O sistema de telemarketing está sendo um grande aliado das instituições assistenciais. Os telefonemas têm rendido dividendos que ajudam a manter o atendimento dessas entidades, cada vez mais dependentes da doação da comunidade.
A Sociedade de Reabilitação e Reintegração do Incapacitado (Sorri), por exemplo, viu as doações que recebe dobrar depois da implantação do serviço. “Antes, tínhamos doadores semestrais, anuais, mas era difícil arrumar alguém que desse donativo todo mês. Com os telefonemas, essa história mudou”, explica a administradora da entidade, Maria Elisabete Nardi.
Ela não soube dizer o total arrecadado mensalmente com o telemarketing, mas diz que a situação tem sido muito positiva para a instituição.
Cinco operadoras trabalham para a Sorri, revezando-se em turnos. Elas ligam para os potenciais contribuintes, apresentam a campanha da entidade e pedem uma contribuição. “A receptividade tem sido muito boa”, diz Dirce Moreira de Souza Paulo, que trabalha há dois anos na Sociedade.
Ela acredita que esse retorno se dá devido à credibilidade da Sorri. “As pessoas conhecem a instituição e, mesmo quando não podem atender naquele momento, são educadas e pedem para ligar outra hora”, diz.
Enquanto para as entidades sociais o retorno é positivo, as empresas já não apostam tanto nesse sistema para divulgar seus produtos. A diretora de comunicação de uma rede de escolas, que preferiu não se identificar, diz que não costuma usar esse meio de divulgação para angariar novos clientes. “Nós já testamos e vimos que não dá resultado”, destaca.
Ela conta que chegou a terceirizar o serviço, mas nem assim deu certo. “Quando fizemos isso, o problema foi a falta de intimidade dos operadores de telemarketing com o nosso produto, o que prejudicou a divulgação.”
A diretora acredita que esse formato de marketing está ultrapassado, principalmente porque o público não tem mais paciência para ouvir o que o operador tem a dizer.
De acordo com informações do Serviço de Apoio a Micro e Pequenas Empresas (Sebrae-SP), quando bem feito, o telemarketing pode ser um poderoso aliado.
Além disso, o conceito é mais amplo do que se imagina. Mais do que telefonemas de divulgação de produto, encaixa-se como telemarketing a idéia de call center, ou seja, serviços de atendimento ao consumidor.
Este segundo é denominado receptivo e, segundo o Sebrae, é muito bom para conquistar clientes. “Quando a pessoa entra em contato com a empresa, é porque já tem algum interesse pelo produto”, diz um material explicativo da entidade.

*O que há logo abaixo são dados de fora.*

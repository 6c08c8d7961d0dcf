//! Engagement analytics for event invitations.
//!
//! Three independent, pure builders turn raw invite and RSVP data into
//! dashboard figures:
//!
//! - [`build_analytics_snapshot`] aggregates totals, rates and expected attendance
//! - [`build_funnel_data`] / [`build_extended_funnel_data`] compute stage
//!   percentages and pairwise dropoff
//! - [`build_velocity_data`] buckets RSVP timestamps into a daily series and
//!   classifies week-over-week momentum
//!
//! No builder reads the system clock. The reference instant is always passed
//! in, so identical inputs always produce identical output.
//!
//! ```
//! use rsvp_analytics::build_funnel_data;
//!
//! let funnel = build_funnel_data(100, 80, 60);
//! assert_eq!(funnel.overall_conversion_rate, 60);
//! assert_eq!(funnel.dropoffs[1].rate, 25);
//! ```

pub mod error;
pub mod funnel;
pub mod rate;
pub mod snapshot;
pub mod timestamp;
pub mod velocity;

// Re-export core types
pub use error::{AnalyticsError, Result};
pub use funnel::{
    EXTENDED_STAGES, FunnelCounts, FunnelData, FunnelDropoff, FunnelStage, FunnelStageName,
    STANDARD_STAGES, build_extended_funnel_data, build_funnel, build_funnel_data,
    calculate_dropoff,
};
pub use snapshot::{
    AnalyticsSnapshot, InviteStats, ResponseBucket, RsvpStats, build_analytics_snapshot,
    calculate_days_until_event, calculate_open_rate, calculate_response_rate,
};
pub use timestamp::{day_key, parse_instant, parse_timestamps};
pub use velocity::{
    DEFAULT_LOOKBACK_DAYS, DailyCount, MAX_LOOKBACK_DAYS, MomentumData, Trend, VelocityData,
    build_daily_counts, build_velocity_data, calculate_momentum, determine_trend,
};

/// Get the library version
pub fn version() -> &'static str {
    env!("CARGO_PKG_VERSION")
}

Já o ativo, que é o mais conhecido, não é muito recomendado. “O custo é alto e a receptividade do cliente em potencial é baixa”, diz o Sebrae.
Em ambos os casos, a entidade lembra que é necessário um rigoroso treinamento dos operadores, para que eles saibam a melhor maneira de tratar o cliente.
O que é telemarketing?
É um conjunto de técnicas para uso das teles como ferramenta de comunicação e vendas no mercado. As mídias utilizadas são: telefone, telex, fax, videoconferência, Internet, quiosque multimídias, tevê e rádios com anúncios imediatos.
Telemarketing receptivo: é estruturado para receber ligações dos clientes.
Telemarketing ativo: é quando a empresa promove o contato direto com o cliente.